Banbury married Sarah Elmira Dunton, the eldest daughter of Revd. Solomon Dunton, in November 1854. A year or so later, the couple moved to Marshall County, where Jabez worked as a carpenter and, later, a family grocers. He continued in this role until the outbreak of the Civil War in 1861.

After the war, he became a United States revenue collector of Marshall County. He later became auditor, but resigned after three-and-a-half years after his health began to fail. He and his family moved to California in 1873, arriving in Los Angeles in December.

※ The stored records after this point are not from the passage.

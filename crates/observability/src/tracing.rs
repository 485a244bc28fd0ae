//! Tracing/logging initialization.
//!
//! Filtering comes from `RUST_LOG` (default `info`). Output is either one JSON
//! object per line or the human-readable pretty format.

use std::str::FromStr;

use thiserror::Error;
use tracing_subscriber::EnvFilter;

/// How log lines are written to stdout.
#[derive(Debug, Copy, Clone, Default, PartialEq, Eq)]
pub enum LogFormat {
    #[default]
    Json,
    Pretty,
}

#[derive(Debug, Clone, PartialEq, Eq, Error)]
#[error("unknown log format `{0}` (expected `json` or `pretty`)")]
pub struct ParseLogFormatError(pub String);

impl FromStr for LogFormat {
    type Err = ParseLogFormatError;

    fn from_str(s: &str) -> Result<Self, Self::Err> {
        match s.trim().to_ascii_lowercase().as_str() {
            "json" => Ok(LogFormat::Json),
            "pretty" => Ok(LogFormat::Pretty),
            _ => Err(ParseLogFormatError(s.to_string())),
        }
    }
}

/// Initialize tracing/logging for the process.
///
/// Safe to call multiple times (subsequent calls are no-ops).
pub fn init(format: LogFormat) {
    let filter = EnvFilter::try_from_default_env().unwrap_or_else(|_| EnvFilter::new("info"));

    let builder = tracing_subscriber::fmt()
        .with_env_filter(filter)
        .with_timer(tracing_subscriber::fmt::time::SystemTime);

    let installed = match format {
        LogFormat::Json => builder.json().with_target(false).try_init(),
        LogFormat::Pretty => builder.pretty().try_init(),
    };

    match installed {
        Ok(()) => ::tracing::info!(?format, "logging initialized"),
        Err(_) => ::tracing::debug!(?format, "global subscriber already set; keeping it"),
    }
}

He built the second home in Pasadena's Orange Grove colonial grounds, a ranch house located between Colorado Boulevard and California Street, on South Orange Grove Avenue near the current Tournament of Roses' Wrigley Mansion. The home was completed the following March, and he spent the rest of his life there, initially working in the fruit-ranching business, then moved into lumber.

He was treasurer of the City of Marshalltown, Iowa, for four years, a member of the California State Assembly for two, the first treasurer of the City of Pasadena, for four years, and treasurer of Los Angeles County for four.

Banbury was one of the founders of the Rose Parade and founding member of the Pasadena School Board of Trustees.

Banbury had three children: Charles Morton (born 1858) and twin daughters Jennie and Jessie (1862). The girls became the first students to attend Pasadena's first school on Orange Grove.

He was also a Freemason.

== Death ==
Banbury died on December 9, 1900, aged 70. He is interred in Mountain View Cemetery in Altadena, California, where he joined his son. He was followed by his wife, who survived him by six years, and daughters.